Data section:

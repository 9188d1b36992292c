use std::{collections::HashMap, sync::OnceLock};

use shared::domain::Selector;

use crate::abi::selector;

const KNOWN_SIGNATURES: &[&str] = &[
    "transfer(address,uint256)",
    "approve(address,uint256)",
    "transferFrom(address,address,uint256)",
    "mint(address,uint256)",
    "burn(uint256)",
    "setCommands(uint256,bytes32,(address,bytes4,uint8,uint32,uint256)[])",
    "applyBlocksToPool(uint256,uint256[])",
    "getCommands(uint256,bytes32)",
    "poolCommandTargets(uint256)",
    "commandLockedForPool(uint256,bytes32,address,bytes4)",
    "COMMAND_FEE_BIPS()",
];

fn table() -> &'static HashMap<Selector, &'static str> {
    static TABLE: OnceLock<HashMap<Selector, &'static str>> = OnceLock::new();
    TABLE.get_or_init(|| {
        KNOWN_SIGNATURES
            .iter()
            .map(|signature| (selector(signature), *signature))
            .collect()
    })
}

pub fn known_signature(selector: &Selector) -> Option<&'static str> {
    table().get(selector).copied()
}

/// Known signature text for a selector, or the raw hex when unknown.
pub fn humanize_selector(selector: &Selector) -> String {
    match known_signature(selector) {
        Some(signature) => signature.to_string(),
        None => selector.to_string(),
    }
}

#[cfg(test)]
mod tests {
    use super::*;

    #[test]
    fn erc20_transfer_is_known() {
        let transfer = Selector([0xa9, 0x05, 0x9c, 0xbb]);
        assert_eq!(humanize_selector(&transfer), "transfer(address,uint256)");
    }

    #[test]
    fn unknown_selector_falls_back_to_hex() {
        assert_eq!(humanize_selector(&Selector([0xde, 0xad, 0xbe, 0xef])), "0xdeadbeef");
    }
}
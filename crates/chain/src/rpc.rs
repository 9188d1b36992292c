use std::sync::atomic::{AtomicU64, Ordering};

use async_trait::async_trait;
use primitive_types::U256;
use reqwest::Client;
use serde::{de::DeserializeOwned, Deserialize};
use serde_json::{json, Value};
use shared::domain::{Address, TxHash};
use tracing::{debug, warn};
use url::Url;

use crate::{transport::ContractTransport, ChainError};

/// Ethereum JSON-RPC over HTTP.
pub struct JsonRpcTransport {
    http: Client,
    endpoint: Url,
    next_id: AtomicU64,
}

#[derive(Debug, Deserialize)]
struct RpcEnvelope {
    #[serde(default)]
    result: Option<Value>,
    #[serde(default)]
    error: Option<RpcErrorBody>,
}

#[derive(Debug, Deserialize)]
struct RpcErrorBody {
    code: i64,
    message: String,
    #[serde(default)]
    data: Option<Value>,
}

impl RpcErrorBody {
    fn into_error(self) -> ChainError {
        let message = match self.data {
            Some(Value::String(data)) if !data.is_empty() => format!("{} ({data})", self.message),
            _ => self.message,
        };
        ChainError::from_rpc(self.code, message)
    }
}

#[derive(Debug, Deserialize)]
struct ReceiptBody {
    #[serde(default)]
    status: Option<String>,
}

fn encode_data(bytes: &[u8]) -> String {
    format!("0x{}", hex::encode(bytes))
}

fn decode_data(raw: &str) -> Result<Vec<u8>, ChainError> {
    let body = raw.strip_prefix("0x").unwrap_or(raw);
    hex::decode(body).map_err(|err| ChainError::Transport(format!("invalid hex data: {err}")))
}

fn parse_quantity(raw: &str) -> Result<U256, ChainError> {
    let body = raw.strip_prefix("0x").unwrap_or(raw);
    if body.is_empty() {
        return Ok(U256::zero());
    }
    U256::from_str_radix(body, 16)
        .map_err(|err| ChainError::Transport(format!("invalid quantity {raw}: {err:?}")))
}

impl JsonRpcTransport {
    pub fn new(endpoint: Url) -> Self {
        Self::with_client(Client::new(), endpoint)
    }

    pub fn with_client(http: Client, endpoint: Url) -> Self {
        Self {
            http,
            endpoint,
            next_id: AtomicU64::new(1),
        }
    }

    pub fn endpoint(&self) -> &Url {
        &self.endpoint
    }

    async fn request<T: DeserializeOwned>(
        &self,
        method: &str,
        params: Value,
    ) -> Result<T, ChainError> {
        let id = self.next_id.fetch_add(1, Ordering::Relaxed);
        debug!(method, id, "rpc: request");
        let envelope: RpcEnvelope = self
            .http
            .post(self.endpoint.clone())
            .json(&json!({
                "jsonrpc": "2.0",
                "id": id,
                "method": method,
                "params": params,
            }))
            .send()
            .await?
            .error_for_status()?
            .json()
            .await?;

        if let Some(error) = envelope.error {
            let error = error.into_error();
            debug!(method, id, error = %error, "rpc: error response");
            return Err(error);
        }
        serde_json::from_value(envelope.result.unwrap_or(Value::Null)).map_err(|err| {
            warn!(method, id, error = %err, "rpc: unexpected result shape");
            ChainError::Transport(format!("{method}: invalid result: {err}"))
        })
    }
}

#[async_trait]
impl ContractTransport for JsonRpcTransport {
    async fn chain_id(&self) -> Result<u64, ChainError> {
        let raw: String = self.request("eth_chainId", json!([])).await?;
        Ok(parse_quantity(&raw)?.low_u64())
    }

    async fn accounts(&self) -> Result<Vec<Address>, ChainError> {
        self.request("eth_accounts", json!([])).await
    }

    async fn get_code(&self, address: Address) -> Result<Vec<u8>, ChainError> {
        let raw: String = self
            .request("eth_getCode", json!([address, "latest"]))
            .await?;
        decode_data(&raw)
    }

    async fn call(&self, to: Address, data: Vec<u8>) -> Result<Vec<u8>, ChainError> {
        let raw: String = self
            .request(
                "eth_call",
                json!([{ "to": to, "data": encode_data(&data) }, "latest"]),
            )
            .await?;
        decode_data(&raw)
    }

    async fn estimate_gas(
        &self,
        from: Address,
        to: Address,
        data: Vec<u8>,
    ) -> Result<U256, ChainError> {
        let raw: String = self
            .request(
                "eth_estimateGas",
                json!([{ "from": from, "to": to, "data": encode_data(&data) }]),
            )
            .await?;
        parse_quantity(&raw)
    }

    async fn send_transaction(
        &self,
        from: Address,
        to: Address,
        data: Vec<u8>,
    ) -> Result<TxHash, ChainError> {
        self.request(
            "eth_sendTransaction",
            json!([{ "from": from, "to": to, "data": encode_data(&data) }]),
        )
        .await
    }

    async fn receipt_status(&self, hash: TxHash) -> Result<Option<bool>, ChainError> {
        let receipt: Option<ReceiptBody> = self
            .request("eth_getTransactionReceipt", json!([hash]))
            .await?;
        Ok(receipt.map(|receipt| match receipt.status.as_deref() {
            Some(status) => parse_quantity(status).map(|v| !v.is_zero()).unwrap_or(false),
            None => true,
        }))
    }
}

#[cfg(test)]
#[path = "tests/rpc_tests.rs"]
mod tests;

What is expected: Filter the entries above down to the lines containing the word "OnceLock".

Response to this task:
use std::{collections::HashMap, sync::OnceLock};
    static TABLE: OnceLock<HashMap<Selector, &'static str>> = OnceLock::new();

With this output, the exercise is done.